6) If $R$ is simple, then $Z(R)=Z(Q).$

Proof. Let $x=s^{-1}a \in Z(Q).$ Then from $xs=sx$ we get $sa=as$ and thus $s^{-1}a=as^{-1}.$ Hence for every $b \in R$ we’ll have $s^{-1}ab=bs^{-1}a=bas^{-1},$ which gives us $abs=sba.$ Also, since $R$ is simple, $RsR=R,$ which means $\sum_{i=1}^n b_isc_i = 1,$ for some $b_i, \ c_i \in R.$ Thus $\sum_{i=1}^n sb_iac_i = \sum_{i=1}^n ab_isc_i = a=sx$ and so $x=\sum_{i=1}^n b_iac_i \in R.$ Therefore $x \in Z(R)$ which proves $Z(Q) \subseteq Z(R).$ Conversely, let $b \in Z(R)$ and $x=s^{-1}a \in Q$. Since $bs=sb,$ we have $s^{-1}b=bs^{-1}$ and thus $bx=bs^{-1}a=s^{-1}ba=s^{-1}ab=xb$ and so $b \in Z(Q). \Box$

7) The left uniform dimension of $R$ and $Q$ are equal.

Proof. We saw in the previous section that the left ideals of $Q$ are exactly in the form $QI,$ where $I$ is a left ideal of $R.$ Clearly $\sum QI_i$ is direct iff $\sum I_i$ is direct.

8) Let $N$ be a nilpotent ideal of $R$ and let $I$ be the right annihilator of $N$ in $R.$ Then $I$ is an essential left ideal of $R$ and hence $QI$ is an essential left ideal of $Q.$

Proof. Let $I$ be the right annihilator of $N$ in $R.$ For an essential left ideal $J$ of $R$ the left ideal $QJ$ of $Q$ is essential in $Q$ because for every non-zero left ideal $K$ of $R : (0) \neq \ Q(J \cap K) \subseteq QJ \cap QK.$ So we only need to prove the first part of the claim. Let $J$ be any non-zero left ideal of $R$ and put $n=\min \{k \geq 0 : \ N^k J \neq (0) \}.$ Then $(0) \neq N^n J \subseteq I \cap J.$

9) If $Q$ is semisimple, then $R$ is semiprime.

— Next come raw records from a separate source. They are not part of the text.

//! Shared fixtures for tests.
//!
//! Canonical payloads, footer templates, and a prebuilt two-series stream
//! used across the crate's unit and integration suites. The two payloads and
//! the 2016-10-01T12:34:56Z head time are fixed so checksum and layout
//! expectations stay stable; the two fixture UUIDs are pinned so structure
//! dumps and index assertions can name exact series.

use std::io::Cursor;

use uuid::Uuid;

use crate::builder::StreamBuilder;
use crate::source::PayloadSource;
use crate::types::{SeriesFooter, SeriesFooterV1, SOURCE_SHA1_SIZE};

/// First canonical test payload (21 bytes, FNV-1a/32 0xEFD515F5).
pub const TEST_PAYLOAD_1: &[u8] = b"some time series data";

/// Second canonical test payload (27 bytes, FNV-1a/32 0xBA7AC887).
pub const TEST_PAYLOAD_2: &[u8] = b"X some time series data 2 X";

/// 2016-10-01T12:34:56Z as epoch seconds.
pub const TEST_HEAD_EPOCH: u64 = 1_475_325_296;

/// Pinned UUID of the first fixture series.
pub const TEST_UUID_1: &str = "d095abf5-126e-48a7-8974-885de92bd964";

/// Pinned UUID of the second fixture series.
pub const TEST_UUID_2: &str = "8a4ba0c4-0a0d-442f-8256-1d61adb16abc";

/// A 20-byte SHA-1 value starting with `prefix`, zero-padded.
///
/// # Panics
///
/// Panics if `prefix` is longer than 20 bytes.
pub fn test_sha1(prefix: &[u8]) -> [u8; SOURCE_SHA1_SIZE] {
    let mut digest = [0u8; SOURCE_SHA1_SIZE];
    digest[..prefix.len()].copy_from_slice(prefix);
    digest
}

/// A fresh footer template with the fixture time range and a random UUID.
pub fn test_footer(head_epoch: u64, name: &str, sha1_prefix: &[u8]) -> SeriesFooter {
    SeriesFooter::V1(SeriesFooterV1::new(
        head_epoch,
        head_epoch + 20,
        22,
        name,
        test_sha1(sha1_prefix),
    ))
}

/// Like [`test_footer`], with the UUID pinned.
///
/// # Panics
///
/// Panics if `uuid` does not parse.
pub fn test_footer_with_uuid(
    uuid: &str,
    head_epoch: u64,
    name: &str,
    sha1_prefix: &[u8],
) -> SeriesFooter {
    let mut v1 = SeriesFooterV1::new(
        head_epoch,
        head_epoch + 20,
        22,
        name,
        test_sha1(sha1_prefix),
    );
    v1.uuid = Uuid::parse_str(uuid).expect("fixture UUID parses");
    SeriesFooter::V1(v1)
}

/// Build the canonical two-series stream in memory.
///
/// Returns the raw stream bytes, the finalized footers (with byte lengths
/// and checksums filled in), and each series' end offset (one past its
/// boundary marker). The layout is validated before returning.
pub fn write_two_series_stream() -> (Vec<u8>, Vec<SeriesFooter>, Vec<u64>) {
    let mut builder = StreamBuilder::new(Cursor::new(Vec::new()));

    let mut first = Cursor::new(TEST_PAYLOAD_1.to_vec());
    builder
        .add_series(
            PayloadSource::Reader(&mut first),
            test_footer_with_uuid(TEST_UUID_1, TEST_HEAD_EPOCH, "some_filename", &[11, 22, 33]),
        )
        .expect("first add_series");
    let first_end = builder.next_offset();

    let mut second = Cursor::new(TEST_PAYLOAD_2.to_vec());
    builder
        .add_series(
            PayloadSource::Reader(&mut second),
            test_footer_with_uuid(
                TEST_UUID_2,
                TEST_HEAD_EPOCH + 10,
                "some_filename2",
                &[44, 55, 66],
            ),
        )
        .expect("second add_series");
    let second_end = builder.next_offset();

    let footers = builder.series().to_vec();
    let total = builder.finish().expect("finish");
    let raw = builder.into_sink().into_inner();

    assert_eq!(total, raw.len() as u64, "finish() total equals stream size");
    assert_eq!(raw[first_end as usize - 1], 0, "first boundary marker");
    assert_eq!(raw[second_end as usize - 1], 0, "second boundary marker");
    assert_eq!(*raw.last().unwrap(), 0, "stream boundary marker");

    (raw, footers, vec![first_end, second_end])
}

/// Render a hex dump of `bytes` for failure diagnostics.
pub fn dump_bytes(description: &str, bytes: &[u8]) -> String {
    let mut out = format!("DUMP({description}):");
    for b in bytes {
        out.push_str(&format!(" {b:02x}"));
    }
    out
}

#[cfg(test)]
mod tests {
    use super::*;
    use crate::fnv::fnv1a32;

    #[test]
    fn canonical_payload_checksums_are_pinned() {
        assert_eq!(fnv1a32(TEST_PAYLOAD_1), 0xEFD5_15F5);
        assert_eq!(fnv1a32(TEST_PAYLOAD_2), 0xBA7A_C887);
    }

    #[test]
    fn sha1_fixture_is_zero_padded() {
        let digest = test_sha1(&[0x0B, 0x16, 0x21]);
        assert_eq!(digest[..3], [0x0B, 0x16, 0x21]);
        assert!(digest[3..].iter().all(|&b| b == 0));
    }

    #[test]
    fn fixture_stream_has_two_finalized_footers() {
        let (raw, footers, region_ends) = write_two_series_stream();

        assert_eq!(footers.len(), 2);
        assert_eq!(footers[0].uuid().to_string(), TEST_UUID_1);
        assert_eq!(footers[1].uuid().to_string(), TEST_UUID_2);
        assert_eq!(footers[0].bytes_length(), TEST_PAYLOAD_1.len() as u64);
        assert_eq!(footers[1].bytes_length(), TEST_PAYLOAD_2.len() as u64);
        assert_eq!(footers[0].data_fnv1a_checksum(), 0xEFD5_15F5);
        assert_eq!(footers[1].data_fnv1a_checksum(), 0xBA7A_C887);

        assert!(region_ends[0] < region_ends[1]);
        assert!((region_ends[1] as usize) < raw.len());
    }

    #[test]
    fn dump_bytes_renders_hex_pairs() {
        let rendered = dump_bytes("header", &[0x00, 0xAB, 0x10]);
        assert_eq!(rendered, "DUMP(header): 00 ab 10");
    }
}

Proof. So we need to prove that $R$ has no non-zero nilpotent ideal. Suppose that $N$ is a nilpotent ideal of $R$ and let $I$ be the right annihilator of $N$ in $R.$ Since $Q$ is semisimple, $QI \oplus A = Q,$ for some left ideal $A$ of $Q.$ But, from the previous fact, we know that $QI$ is essential in $Q$ and thus $A=(0),$ i.e. $QI=Q.$ Thus $s^{-1}a=1,$ for some $a \in I=\text{r.ann}_R N.$ So $s=a$ and $Ns=Na=(0).$ Thus $N=Nss^{-1}=(0).$

We proved, in the previous section, that if $R$ is prime, then $Q$ is prime too.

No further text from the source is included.